(Excerpted records begins)

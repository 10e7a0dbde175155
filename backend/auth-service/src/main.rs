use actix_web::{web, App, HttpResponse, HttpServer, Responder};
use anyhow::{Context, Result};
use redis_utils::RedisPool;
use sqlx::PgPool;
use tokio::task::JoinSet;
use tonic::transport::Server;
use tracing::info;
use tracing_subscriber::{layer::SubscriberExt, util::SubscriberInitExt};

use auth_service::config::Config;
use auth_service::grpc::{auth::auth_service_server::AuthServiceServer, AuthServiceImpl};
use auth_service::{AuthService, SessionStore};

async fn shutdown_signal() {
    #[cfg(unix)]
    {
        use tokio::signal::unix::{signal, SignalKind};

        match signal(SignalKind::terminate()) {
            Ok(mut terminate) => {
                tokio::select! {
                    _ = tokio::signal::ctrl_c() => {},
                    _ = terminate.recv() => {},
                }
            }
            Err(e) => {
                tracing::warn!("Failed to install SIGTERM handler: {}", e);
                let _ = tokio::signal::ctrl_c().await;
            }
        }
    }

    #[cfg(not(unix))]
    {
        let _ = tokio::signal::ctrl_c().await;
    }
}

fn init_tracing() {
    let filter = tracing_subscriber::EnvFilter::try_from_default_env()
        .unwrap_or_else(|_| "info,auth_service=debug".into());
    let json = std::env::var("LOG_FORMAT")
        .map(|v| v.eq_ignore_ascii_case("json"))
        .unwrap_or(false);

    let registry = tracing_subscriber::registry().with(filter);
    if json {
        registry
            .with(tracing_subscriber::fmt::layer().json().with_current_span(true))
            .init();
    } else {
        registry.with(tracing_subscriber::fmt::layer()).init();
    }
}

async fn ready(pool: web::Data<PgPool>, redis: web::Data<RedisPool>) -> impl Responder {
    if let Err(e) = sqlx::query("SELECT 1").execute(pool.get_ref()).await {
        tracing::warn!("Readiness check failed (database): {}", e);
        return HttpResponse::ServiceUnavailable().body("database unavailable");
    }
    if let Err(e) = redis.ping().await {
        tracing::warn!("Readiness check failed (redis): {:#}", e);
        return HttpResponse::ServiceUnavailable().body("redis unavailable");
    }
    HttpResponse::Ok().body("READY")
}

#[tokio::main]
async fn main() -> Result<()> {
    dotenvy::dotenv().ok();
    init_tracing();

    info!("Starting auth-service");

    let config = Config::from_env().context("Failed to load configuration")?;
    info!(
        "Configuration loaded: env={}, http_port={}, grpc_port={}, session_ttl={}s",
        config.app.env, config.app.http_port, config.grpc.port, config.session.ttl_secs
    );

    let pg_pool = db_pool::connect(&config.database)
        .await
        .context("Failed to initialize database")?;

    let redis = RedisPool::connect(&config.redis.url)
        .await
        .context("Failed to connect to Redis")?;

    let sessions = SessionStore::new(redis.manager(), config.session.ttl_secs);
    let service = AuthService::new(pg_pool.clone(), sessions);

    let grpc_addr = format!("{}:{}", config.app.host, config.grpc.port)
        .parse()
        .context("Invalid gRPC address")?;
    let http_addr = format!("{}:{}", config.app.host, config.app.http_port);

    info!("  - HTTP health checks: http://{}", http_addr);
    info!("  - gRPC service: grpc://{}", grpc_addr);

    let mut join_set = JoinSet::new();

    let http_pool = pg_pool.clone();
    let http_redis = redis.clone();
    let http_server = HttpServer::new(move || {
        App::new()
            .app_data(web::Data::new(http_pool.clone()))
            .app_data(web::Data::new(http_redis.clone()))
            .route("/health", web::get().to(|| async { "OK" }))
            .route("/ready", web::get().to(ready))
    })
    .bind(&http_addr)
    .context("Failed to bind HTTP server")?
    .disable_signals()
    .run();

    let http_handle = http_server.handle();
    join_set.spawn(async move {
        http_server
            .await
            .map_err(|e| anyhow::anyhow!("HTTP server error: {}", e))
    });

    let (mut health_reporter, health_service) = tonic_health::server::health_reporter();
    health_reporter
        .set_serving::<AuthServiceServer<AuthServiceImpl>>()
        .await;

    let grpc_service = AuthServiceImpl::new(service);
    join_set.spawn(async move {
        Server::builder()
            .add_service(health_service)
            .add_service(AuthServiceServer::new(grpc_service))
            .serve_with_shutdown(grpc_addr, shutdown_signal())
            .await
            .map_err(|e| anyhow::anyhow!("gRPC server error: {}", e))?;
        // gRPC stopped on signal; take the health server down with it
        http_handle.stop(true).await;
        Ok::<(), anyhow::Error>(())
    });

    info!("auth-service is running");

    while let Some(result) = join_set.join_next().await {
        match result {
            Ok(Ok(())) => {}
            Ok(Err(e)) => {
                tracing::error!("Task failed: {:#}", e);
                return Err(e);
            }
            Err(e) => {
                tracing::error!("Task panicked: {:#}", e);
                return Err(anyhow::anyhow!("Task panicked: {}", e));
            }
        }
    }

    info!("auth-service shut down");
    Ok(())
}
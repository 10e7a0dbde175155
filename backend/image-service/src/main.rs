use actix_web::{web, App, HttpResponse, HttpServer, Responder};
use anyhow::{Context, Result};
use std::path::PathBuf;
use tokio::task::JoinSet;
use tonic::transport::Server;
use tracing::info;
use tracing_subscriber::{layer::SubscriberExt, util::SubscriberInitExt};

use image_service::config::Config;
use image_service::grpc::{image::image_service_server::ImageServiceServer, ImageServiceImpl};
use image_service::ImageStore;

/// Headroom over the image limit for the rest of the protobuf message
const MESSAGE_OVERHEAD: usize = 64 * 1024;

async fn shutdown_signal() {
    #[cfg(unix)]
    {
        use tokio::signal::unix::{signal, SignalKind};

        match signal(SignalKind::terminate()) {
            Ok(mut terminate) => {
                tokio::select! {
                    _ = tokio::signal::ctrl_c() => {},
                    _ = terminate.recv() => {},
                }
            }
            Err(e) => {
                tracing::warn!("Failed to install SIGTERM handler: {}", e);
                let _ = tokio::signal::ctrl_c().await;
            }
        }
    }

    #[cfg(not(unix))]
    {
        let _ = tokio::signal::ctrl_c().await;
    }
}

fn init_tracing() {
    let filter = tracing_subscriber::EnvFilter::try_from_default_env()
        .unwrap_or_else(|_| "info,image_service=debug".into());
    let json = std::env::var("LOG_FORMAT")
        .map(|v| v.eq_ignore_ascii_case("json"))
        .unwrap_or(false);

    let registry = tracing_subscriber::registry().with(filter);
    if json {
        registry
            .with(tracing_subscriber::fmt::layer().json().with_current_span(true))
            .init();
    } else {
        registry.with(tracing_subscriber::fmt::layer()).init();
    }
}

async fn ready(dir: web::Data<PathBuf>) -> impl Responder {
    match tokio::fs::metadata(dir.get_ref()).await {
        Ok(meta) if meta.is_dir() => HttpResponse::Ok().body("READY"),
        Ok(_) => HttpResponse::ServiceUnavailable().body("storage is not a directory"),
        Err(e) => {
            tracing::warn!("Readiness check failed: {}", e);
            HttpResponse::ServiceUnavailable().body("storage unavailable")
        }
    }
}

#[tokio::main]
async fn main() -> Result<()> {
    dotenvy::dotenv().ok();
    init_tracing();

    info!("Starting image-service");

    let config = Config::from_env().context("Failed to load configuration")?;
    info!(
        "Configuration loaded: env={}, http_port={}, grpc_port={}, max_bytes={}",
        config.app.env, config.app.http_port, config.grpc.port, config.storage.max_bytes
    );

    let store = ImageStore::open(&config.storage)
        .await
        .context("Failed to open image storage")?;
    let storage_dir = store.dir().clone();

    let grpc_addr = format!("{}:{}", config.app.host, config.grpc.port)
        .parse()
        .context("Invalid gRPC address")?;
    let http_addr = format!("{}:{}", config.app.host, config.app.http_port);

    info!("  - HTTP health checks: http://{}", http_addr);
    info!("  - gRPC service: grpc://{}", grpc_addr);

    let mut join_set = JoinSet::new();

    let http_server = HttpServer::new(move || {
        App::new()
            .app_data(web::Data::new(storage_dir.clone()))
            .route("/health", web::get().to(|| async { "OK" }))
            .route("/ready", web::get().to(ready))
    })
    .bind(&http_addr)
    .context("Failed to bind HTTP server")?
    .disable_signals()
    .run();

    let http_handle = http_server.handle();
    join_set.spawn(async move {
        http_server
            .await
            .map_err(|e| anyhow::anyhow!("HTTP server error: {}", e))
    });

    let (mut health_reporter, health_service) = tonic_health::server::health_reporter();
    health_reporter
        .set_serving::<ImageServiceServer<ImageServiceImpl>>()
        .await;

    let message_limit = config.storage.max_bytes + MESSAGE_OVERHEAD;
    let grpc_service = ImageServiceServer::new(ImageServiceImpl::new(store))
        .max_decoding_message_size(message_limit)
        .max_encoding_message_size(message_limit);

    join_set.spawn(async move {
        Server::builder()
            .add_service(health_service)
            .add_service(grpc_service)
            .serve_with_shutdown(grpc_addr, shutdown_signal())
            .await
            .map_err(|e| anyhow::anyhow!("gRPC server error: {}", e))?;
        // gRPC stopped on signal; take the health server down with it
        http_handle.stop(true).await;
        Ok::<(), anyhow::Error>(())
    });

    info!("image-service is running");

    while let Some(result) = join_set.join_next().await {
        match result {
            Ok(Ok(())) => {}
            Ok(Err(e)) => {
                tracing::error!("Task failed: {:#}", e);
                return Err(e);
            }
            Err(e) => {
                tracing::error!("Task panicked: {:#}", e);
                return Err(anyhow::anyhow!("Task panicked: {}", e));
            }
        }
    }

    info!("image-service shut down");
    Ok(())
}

(Excerpted records ends)

Required action: Every line with "ImageServiceImpl" in it should be copied from the entries above.

Answer area:
use image_service::grpc::{image::image_service_server::ImageServiceServer, ImageServiceImpl};
        .set_serving::<ImageServiceServer<ImageServiceImpl>>()
    let grpc_service = ImageServiceServer::new(ImageServiceImpl::new(store))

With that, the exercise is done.